Look through the records, and whenever a line includes the word "PgPoolOptions", copy it.

== Given data ==

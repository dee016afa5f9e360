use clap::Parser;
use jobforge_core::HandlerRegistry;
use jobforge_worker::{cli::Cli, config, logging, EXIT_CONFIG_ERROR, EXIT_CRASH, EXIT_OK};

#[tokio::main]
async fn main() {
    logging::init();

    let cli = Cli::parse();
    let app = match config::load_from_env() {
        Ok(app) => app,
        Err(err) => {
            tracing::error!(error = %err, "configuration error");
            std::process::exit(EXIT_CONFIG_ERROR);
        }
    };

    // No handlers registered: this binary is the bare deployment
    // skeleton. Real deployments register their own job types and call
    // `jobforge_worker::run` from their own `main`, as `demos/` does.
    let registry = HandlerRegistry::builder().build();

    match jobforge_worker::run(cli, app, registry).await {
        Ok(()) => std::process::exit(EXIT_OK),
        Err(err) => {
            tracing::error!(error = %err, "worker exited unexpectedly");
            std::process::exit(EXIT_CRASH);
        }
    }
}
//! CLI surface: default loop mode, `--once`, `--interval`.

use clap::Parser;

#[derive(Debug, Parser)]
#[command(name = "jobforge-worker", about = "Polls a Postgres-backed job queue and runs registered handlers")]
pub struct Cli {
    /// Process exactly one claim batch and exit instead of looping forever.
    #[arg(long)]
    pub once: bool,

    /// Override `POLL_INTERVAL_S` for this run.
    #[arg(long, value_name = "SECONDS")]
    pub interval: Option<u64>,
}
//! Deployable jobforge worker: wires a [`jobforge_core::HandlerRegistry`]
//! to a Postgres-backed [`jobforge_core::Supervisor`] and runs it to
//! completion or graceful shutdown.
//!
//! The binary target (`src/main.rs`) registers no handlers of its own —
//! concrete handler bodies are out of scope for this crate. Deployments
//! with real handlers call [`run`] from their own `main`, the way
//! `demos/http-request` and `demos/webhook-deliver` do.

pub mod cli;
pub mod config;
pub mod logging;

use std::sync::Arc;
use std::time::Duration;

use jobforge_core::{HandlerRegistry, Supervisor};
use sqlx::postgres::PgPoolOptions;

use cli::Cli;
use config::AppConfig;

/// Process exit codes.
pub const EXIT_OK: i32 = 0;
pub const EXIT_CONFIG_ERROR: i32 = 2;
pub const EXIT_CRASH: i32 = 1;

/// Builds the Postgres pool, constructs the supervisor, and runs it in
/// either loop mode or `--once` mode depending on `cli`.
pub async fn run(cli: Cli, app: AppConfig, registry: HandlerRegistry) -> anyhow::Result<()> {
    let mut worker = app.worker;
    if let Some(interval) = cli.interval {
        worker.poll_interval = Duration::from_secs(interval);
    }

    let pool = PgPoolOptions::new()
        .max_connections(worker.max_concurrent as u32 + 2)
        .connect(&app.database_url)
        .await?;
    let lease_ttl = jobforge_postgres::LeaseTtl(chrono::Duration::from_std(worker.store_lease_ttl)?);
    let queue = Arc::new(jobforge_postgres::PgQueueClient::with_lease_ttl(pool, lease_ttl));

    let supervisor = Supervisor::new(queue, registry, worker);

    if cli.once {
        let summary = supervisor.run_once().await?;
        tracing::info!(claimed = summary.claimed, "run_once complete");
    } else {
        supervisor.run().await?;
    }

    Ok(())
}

===
== Given data ==

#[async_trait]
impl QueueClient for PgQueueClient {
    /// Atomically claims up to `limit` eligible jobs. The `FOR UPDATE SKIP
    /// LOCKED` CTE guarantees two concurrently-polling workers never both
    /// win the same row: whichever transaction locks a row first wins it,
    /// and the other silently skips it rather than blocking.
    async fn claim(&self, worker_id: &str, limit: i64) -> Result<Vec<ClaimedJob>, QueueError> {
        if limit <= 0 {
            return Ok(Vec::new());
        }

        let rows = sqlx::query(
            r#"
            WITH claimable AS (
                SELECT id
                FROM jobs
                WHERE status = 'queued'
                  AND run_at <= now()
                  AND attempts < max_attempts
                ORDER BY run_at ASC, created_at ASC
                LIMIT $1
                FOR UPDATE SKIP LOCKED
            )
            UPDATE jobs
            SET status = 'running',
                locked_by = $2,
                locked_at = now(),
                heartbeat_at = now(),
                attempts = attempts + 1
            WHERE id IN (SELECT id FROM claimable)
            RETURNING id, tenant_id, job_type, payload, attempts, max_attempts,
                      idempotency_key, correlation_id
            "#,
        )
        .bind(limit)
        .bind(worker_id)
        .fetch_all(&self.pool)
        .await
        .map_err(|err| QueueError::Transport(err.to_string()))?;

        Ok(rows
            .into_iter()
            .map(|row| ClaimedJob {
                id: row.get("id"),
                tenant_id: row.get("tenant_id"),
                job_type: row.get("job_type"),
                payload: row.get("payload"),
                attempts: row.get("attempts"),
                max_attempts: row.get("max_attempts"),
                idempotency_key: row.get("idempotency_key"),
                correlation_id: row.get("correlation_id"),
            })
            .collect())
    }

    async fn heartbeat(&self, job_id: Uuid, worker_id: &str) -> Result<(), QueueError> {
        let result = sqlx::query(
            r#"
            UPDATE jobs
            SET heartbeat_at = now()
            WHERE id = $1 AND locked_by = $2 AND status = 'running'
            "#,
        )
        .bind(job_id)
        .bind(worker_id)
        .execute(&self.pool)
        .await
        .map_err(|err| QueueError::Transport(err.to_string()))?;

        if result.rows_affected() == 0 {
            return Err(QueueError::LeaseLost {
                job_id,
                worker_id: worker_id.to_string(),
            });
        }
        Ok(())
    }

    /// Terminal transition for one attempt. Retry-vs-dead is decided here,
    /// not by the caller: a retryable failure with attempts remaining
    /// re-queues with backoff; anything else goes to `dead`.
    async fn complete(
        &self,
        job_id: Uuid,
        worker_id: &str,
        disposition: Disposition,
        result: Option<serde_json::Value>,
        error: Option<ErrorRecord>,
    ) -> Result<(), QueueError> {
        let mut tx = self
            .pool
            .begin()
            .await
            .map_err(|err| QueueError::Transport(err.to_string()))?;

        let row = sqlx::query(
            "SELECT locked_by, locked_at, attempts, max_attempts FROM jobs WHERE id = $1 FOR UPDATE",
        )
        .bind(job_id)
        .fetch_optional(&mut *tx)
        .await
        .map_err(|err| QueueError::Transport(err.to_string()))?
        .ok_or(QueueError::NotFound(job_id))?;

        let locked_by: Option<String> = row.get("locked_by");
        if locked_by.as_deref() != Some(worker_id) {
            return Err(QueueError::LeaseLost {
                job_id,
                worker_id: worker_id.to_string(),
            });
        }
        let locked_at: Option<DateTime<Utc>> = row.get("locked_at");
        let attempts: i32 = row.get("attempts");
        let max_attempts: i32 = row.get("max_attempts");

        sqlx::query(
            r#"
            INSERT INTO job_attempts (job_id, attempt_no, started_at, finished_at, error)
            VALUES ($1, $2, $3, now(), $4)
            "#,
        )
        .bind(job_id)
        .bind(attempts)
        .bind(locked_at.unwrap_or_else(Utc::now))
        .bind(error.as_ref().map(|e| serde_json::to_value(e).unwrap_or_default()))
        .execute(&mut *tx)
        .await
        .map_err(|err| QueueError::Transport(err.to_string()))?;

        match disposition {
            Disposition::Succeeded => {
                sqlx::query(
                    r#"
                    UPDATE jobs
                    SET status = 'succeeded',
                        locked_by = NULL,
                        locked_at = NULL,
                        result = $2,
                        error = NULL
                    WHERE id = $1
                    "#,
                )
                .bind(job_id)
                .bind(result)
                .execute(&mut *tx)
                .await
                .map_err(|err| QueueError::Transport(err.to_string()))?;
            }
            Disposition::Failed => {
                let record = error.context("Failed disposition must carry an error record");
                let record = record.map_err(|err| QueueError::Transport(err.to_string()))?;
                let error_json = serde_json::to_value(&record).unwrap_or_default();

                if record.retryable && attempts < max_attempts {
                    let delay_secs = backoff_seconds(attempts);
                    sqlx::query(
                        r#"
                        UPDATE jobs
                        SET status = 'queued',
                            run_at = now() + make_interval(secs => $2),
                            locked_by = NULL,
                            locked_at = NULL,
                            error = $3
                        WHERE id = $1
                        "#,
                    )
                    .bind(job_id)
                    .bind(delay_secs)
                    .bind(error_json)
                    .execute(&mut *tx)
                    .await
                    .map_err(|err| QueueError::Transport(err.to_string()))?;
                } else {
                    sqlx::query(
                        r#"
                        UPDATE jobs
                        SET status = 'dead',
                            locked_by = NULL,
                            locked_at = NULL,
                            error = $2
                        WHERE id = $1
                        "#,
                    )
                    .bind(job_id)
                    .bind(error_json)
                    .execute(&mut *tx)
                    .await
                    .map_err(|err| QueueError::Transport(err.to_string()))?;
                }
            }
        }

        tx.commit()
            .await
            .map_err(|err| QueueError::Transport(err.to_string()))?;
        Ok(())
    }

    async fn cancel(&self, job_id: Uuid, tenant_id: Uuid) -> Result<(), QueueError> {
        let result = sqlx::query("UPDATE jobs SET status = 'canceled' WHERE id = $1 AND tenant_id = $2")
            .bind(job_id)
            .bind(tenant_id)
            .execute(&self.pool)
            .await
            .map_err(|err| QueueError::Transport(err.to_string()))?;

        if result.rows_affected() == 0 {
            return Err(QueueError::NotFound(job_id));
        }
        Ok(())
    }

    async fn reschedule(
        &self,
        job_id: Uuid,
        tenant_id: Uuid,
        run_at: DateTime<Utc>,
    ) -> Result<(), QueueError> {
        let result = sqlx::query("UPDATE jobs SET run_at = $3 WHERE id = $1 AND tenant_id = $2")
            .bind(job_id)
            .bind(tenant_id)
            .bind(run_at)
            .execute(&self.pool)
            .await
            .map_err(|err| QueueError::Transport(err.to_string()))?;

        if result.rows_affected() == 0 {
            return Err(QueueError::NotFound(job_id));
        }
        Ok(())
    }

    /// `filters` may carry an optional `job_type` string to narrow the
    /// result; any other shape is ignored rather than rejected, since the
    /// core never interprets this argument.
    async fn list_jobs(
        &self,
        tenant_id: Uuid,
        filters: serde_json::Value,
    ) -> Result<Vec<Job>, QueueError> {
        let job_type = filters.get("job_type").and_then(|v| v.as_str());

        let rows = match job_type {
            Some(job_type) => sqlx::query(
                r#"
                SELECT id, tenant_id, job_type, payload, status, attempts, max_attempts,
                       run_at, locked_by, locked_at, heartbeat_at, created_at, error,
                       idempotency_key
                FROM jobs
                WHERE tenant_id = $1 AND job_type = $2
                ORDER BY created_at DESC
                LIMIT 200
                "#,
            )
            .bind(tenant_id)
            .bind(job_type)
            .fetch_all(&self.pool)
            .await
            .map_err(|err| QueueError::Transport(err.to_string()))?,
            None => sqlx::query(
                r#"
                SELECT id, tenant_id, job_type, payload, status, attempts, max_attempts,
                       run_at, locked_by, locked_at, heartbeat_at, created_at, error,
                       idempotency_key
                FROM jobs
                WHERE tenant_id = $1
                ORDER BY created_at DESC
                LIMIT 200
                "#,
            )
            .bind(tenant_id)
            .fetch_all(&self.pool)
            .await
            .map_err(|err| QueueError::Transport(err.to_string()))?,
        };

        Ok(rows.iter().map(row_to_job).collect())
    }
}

===

Response.
use sqlx::postgres::PgPoolOptions;
    let pool = PgPoolOptions::new()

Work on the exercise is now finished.